What I see is this becoming worse and forming a critical mass, when it can no longer be ignored. As such, there are grounds for optimism. Things becoming so bad that they can no longer be tolerated. Perhaps that is unrealistic, I don’t know.

wardropper
wardropper
Jun 10, 2019 3:49 AM
Reply to  mark

“Things becoming so bad that they can no longer be tolerated” ?
Nothing a couple more wars couldn’t fix, Mark…

mark
mark
Jun 10, 2019 4:01 PM
Reply to  wardropper

You may be right, but the outcome of any wars that are currently being threatened, Iran, Venezuela, DPRK, Russia, China, would be the final nail in the coffin of the AngloZionist Empire.

wardropper
wardropper
Jun 10, 2019 4:35 PM
Reply to  mark

My greatest worry is that this AngloZionist Empire doesn’t care about anything at all – not even the nails in their own coffin.
They fondly imagine some kind of capitalistic “rapture” is going to whisk them off to “Money Heaven” and we will be left with their crap and their puke all over our planet.
I no longer think it’s exaggerated to talk of demonic beings here, and if they are not demonic, then why are they acting as if they were?

mark
mark
Jun 10, 2019 11:01 PM
Reply to  wardropper

A lot of their options have been closed down now.
Money printing. They have already printed off tens of trillions of toilet paper money to keep the zombie economy on life support. They’ve fired off all their bullets and can’t do it again.
Negative interest rates. Already done it. Can’t do it again.
More wars. Maybe, they are deranged enough. Perhaps God will tell Bolton, Trump, Pompeo and Co. to bomb Iran, like the Almighty did with Iraq and Yugoslavia. But even they may realise by now it’s another blind alley.

Gezzah Potts
Gezzah Potts
Jun 10, 2019 3:57 AM
Reply to  mark

Appreciate both your comments Mark, and yes, the Gilets Jaunes are probably the best current example of people fighting back against the system and saying Enough. I’ve never been to the UK so can’t really judge from first hand experience, know the situation in United States by a fair bit of reading on the levels of poverty and precariousness state many live in, tho here in Australia the levels of cognitive dissonance, apathy and groupthink (derived from mainstream media) seem very high, and I speak to lots of people while out selling The Big Issue mag. About the angriest people get here is griping about Aussie politicians. I don’t get any sense of anger or disgust at the Actual economic system.

George
George
Jun 10, 2019 4:42 PM
Reply to  mark

“Working 2 or 3 jobs, unable to run a car, health care completely out of their reach, living in houses like wooden shacks. Even buying food a problem. Completely ignorant of the outside world.”

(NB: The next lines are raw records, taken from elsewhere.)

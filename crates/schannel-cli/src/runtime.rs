pub fn create_runtime() -> std::io::Result<tokio::runtime::Runtime> {
    tokio::runtime::Builder::new_multi_thread()
        .enable_all()
        .build()
}
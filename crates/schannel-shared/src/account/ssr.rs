use std::{collections::HashSet, fmt::Display};

use secrecy::SecretString;

#[derive(
    Debug, serde::Serialize, serde::Deserialize, Clone, PartialEq, Eq, Hash, PartialOrd, Ord,
)]
#[serde(transparent)]
pub struct NodeId(String);

/// One relay node the user may route through
#[derive(Debug, Clone)]
pub struct Node {
    pub id: NodeId,
    pub name: String,
    pub address: String,
    pub port: u16,
    pub auth: NodeAuth,
}

/// Parameters needed by the relay client to connect to a node
#[derive(Debug, Clone)]
pub struct NodeAuth {
    pub method: String,
    pub protocol: String,
    pub obfs: String,
    pub password: SecretString,
}

#[derive(Debug, Clone, Copy, Default, PartialEq, Eq)]
pub struct Usage {
    pub uploaded_bytes: u64,
    pub downloaded_bytes: u64,
    pub quota_bytes: u64,
}

/// The node list and traffic usage for one service.
///
/// Node ids are unique within one snapshot, this is checked on construction
#[derive(Debug, Clone, Default)]
pub struct SsrInfo {
    nodes: Vec<Node>,
    pub usage: Usage,
}

#[derive(Debug, thiserror::Error, Clone, PartialEq, Eq)]
#[error("Node id '{0}' is reported more than once")]
pub struct DuplicateNodeError(pub NodeId);

impl NodeId {
    pub fn as_str(&self) -> &str {
        &self.0
    }
}

impl From<String> for NodeId {
    fn from(value: String) -> Self {
        Self(value)
    }
}

impl From<&str> for NodeId {
    fn from(value: &str) -> Self {
        Self(value.to_string())
    }
}

impl AsRef<str> for NodeId {
    fn as_ref(&self) -> &str {
        &self.0
    }
}

impl Display for NodeId {
    fn fmt(&self, f: &mut std::fmt::Formatter<'_>) -> std::fmt::Result {
        write!(f, "{}", self.0)
    }
}

impl SsrInfo {
    pub fn new(nodes: Vec<Node>, usage: Usage) -> Result<Self, DuplicateNodeError> {
        let mut seen = HashSet::with_capacity(nodes.len());
        if let Some(duplicate) = nodes.iter().find(|node| !seen.insert(&node.id)) {
            return Err(DuplicateNodeError(duplicate.id.clone()));
        }
        Ok(Self { nodes, usage })
    }

    /// Nodes in the order the portal reported them
    pub fn nodes(&self) -> &[Node] {
        &self.nodes
    }

    pub fn node(&self, id: &NodeId) -> Option<&Node> {
        self.nodes.iter().find(|node| &node.id == id)
    }

    pub fn contains(&self, id: &NodeId) -> bool {
        self.node(id).is_some()
    }

    pub fn first(&self) -> Option<&Node> {
        self.nodes.first()
    }

    pub fn is_empty(&self) -> bool {
        self.nodes.is_empty()
    }

    pub fn node_ids(&self) -> impl Iterator<Item = &NodeId> {
        self.nodes.iter().map(|node| &node.id)
    }
}

impl Usage {
    pub fn used(&self) -> u64 {
        self.uploaded_bytes.saturating_add(self.downloaded_bytes)
    }

    pub fn remaining(&self) -> u64 {
        self.quota_bytes.saturating_sub(self.used())
    }

    /// Returns `None` when there is no quota to compare against
    pub fn percent_used(&self) -> Option<f64> {
        if self.quota_bytes == 0 {
            None
        } else {
            Some(self.used() as f64 * 100.0 / self.quota_bytes as f64)
        }
    }
}

impl Node {
    pub fn new<I, N, A>(id: I, name: N, address: A, port: u16, auth: NodeAuth) -> Self
    where
        I: Into<NodeId>,
        N: Into<String>,
        A: Into<String>,
    {
        Self {
            id: id.into(),
            name: name.into(),
            address: address.into(),
            port,
            auth,
        }
    }
}

impl Default for NodeAuth {
    fn default() -> Self {
        Self {
            method: "aes-256-cfb".to_string(),
            protocol: "origin".to_string(),
            obfs: "plain".to_string(),
            password: SecretString::from(String::new()),
        }
    }
}
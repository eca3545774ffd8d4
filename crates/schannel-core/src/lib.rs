//! Session handling, persistence and account synchronization for the
//! schannel desktop client
//! NB: The assumption is made that the async runtime has already been started
//! before any async functions from this library are called

#![warn(unused_crate_dependencies)]

pub mod config_store;
pub mod credential_store;
pub mod remote;
pub mod session_manager;
pub mod settings;
pub mod sync;

pub use config_store::{ConfigError, ConfigStore, FileConfigStore};
pub use credential_store::{CredentialStore, CredentialStoreError, KnownUser};
pub use remote::{RemoteAccountClient, RemoteError};
pub use session_manager::SessionManager;
pub use settings::{get_settings, Settings, SettingsError};
pub use sync::{
    AggregateView, FetchCause, FetchError, FetchTarget, InvalidSelectionError, NodeSwitchError,
    ObserverId, PartialRefresh, RefreshError, RefreshFailure, Snapshot, SyncController, SyncEvent,
    SyncObserver,
};
use std::path::{Path, PathBuf};

use schannel_shared::const_config::{
    settings::{
        SETTINGS_APP_DIR_NAME, SETTINGS_DEFAULT_FETCH_TIMEOUT, SETTINGS_DEFAULT_LOG_FILTER,
        SETTINGS_ENV_PREFIX, SETTINGS_FILE_NAME,
    },
    storage::{STORAGE_CREDENTIALS_FILE_NAME, STORAGE_USER_CONFIG_FILE_NAME},
};
use schannel_time::Seconds;
use serde_aux::field_attributes::deserialize_number_from_string;

/// Process level settings, as opposed to the per user [`UserConfig`]
///
/// [`UserConfig`]: schannel_shared::user_config::UserConfig
#[derive(serde::Deserialize, Clone, Debug)]
pub struct Settings {
    /// Directory holding the user config, the credentials database and traces
    pub data_dir: PathBuf,
    /// Upper bound for each individual fetch during a refresh
    #[serde(deserialize_with = "deserialize_number_from_string")]
    pub fetch_timeout_secs: u64,
    pub log_filter: String,
}

#[derive(thiserror::Error, Debug)]
pub enum SettingsError {
    #[error("unable to determine the platform config directory")]
    NoConfigDir,
    #[error(transparent)]
    Config(#[from] config::ConfigError),
}

impl Settings {
    pub fn fetch_timeout(&self) -> Seconds {
        Seconds::new(self.fetch_timeout_secs)
    }

    pub fn user_config_path(&self) -> PathBuf {
        self.data_dir.join(STORAGE_USER_CONFIG_FILE_NAME)
    }

    pub fn credentials_path(&self) -> PathBuf {
        self.data_dir.join(STORAGE_CREDENTIALS_FILE_NAME)
    }
}

pub fn default_data_dir() -> Option<PathBuf> {
    dirs::config_dir().map(|dir| dir.join(SETTINGS_APP_DIR_NAME))
}

/// Builds the settings from (lowest priority first) the defaults, an optional
/// `settings.toml` in the data directory and environment variables.
///
/// Environment variables use a prefix of `APP` and `__` as separator. E.g.
/// `APP_FETCH_TIMEOUT_SECS=10` sets `Settings.fetch_timeout_secs`.
/// `data_dir_override` wins over everything else.
pub fn get_settings(data_dir_override: Option<PathBuf>) -> Result<Settings, SettingsError> {
    let base_dir = match data_dir_override.clone() {
        Some(dir) => dir,
        None => default_data_dir().ok_or(SettingsError::NoConfigDir)?,
    };
    let mut builder = config::Config::builder()
        .set_default("data_dir", path_value(&base_dir))?
        .set_default("fetch_timeout_secs", SETTINGS_DEFAULT_FETCH_TIMEOUT.as_u64())?
        .set_default("log_filter", SETTINGS_DEFAULT_LOG_FILTER)?
        .add_source(config::File::from(base_dir.join(SETTINGS_FILE_NAME)).required(false))
        .add_source(
            config::Environment::with_prefix(SETTINGS_ENV_PREFIX)
                .prefix_separator("_")
                .separator("__"),
        );
    if let Some(dir) = data_dir_override {
        builder = builder.set_override("data_dir", path_value(&dir))?;
    }

    Ok(builder.build()?.try_deserialize::<Settings>()?)
}

fn path_value(path: &Path) -> String {
    path.to_string_lossy().into_owned()
}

Hey – but haven’t you heard? That’s FREEDOM!

nwwoods
nwwoods
Jun 9, 2019 9:47 PM

FWIW, Tulsi Gabbard uttered a full-throated defense of both Assange and Manning.

Frank Poster
Frank Poster
Jun 9, 2019 11:16 PM
Reply to  nwwoods

She won’t last long then, unfortunately.

nwwoods
nwwoods
Jun 10, 2019 6:52 PM
Reply to  Frank Poster

No, I am hoping that the DNC doesn’t change the rules in order to block her from at least the first round of televised debate. But I’m not holding my breath.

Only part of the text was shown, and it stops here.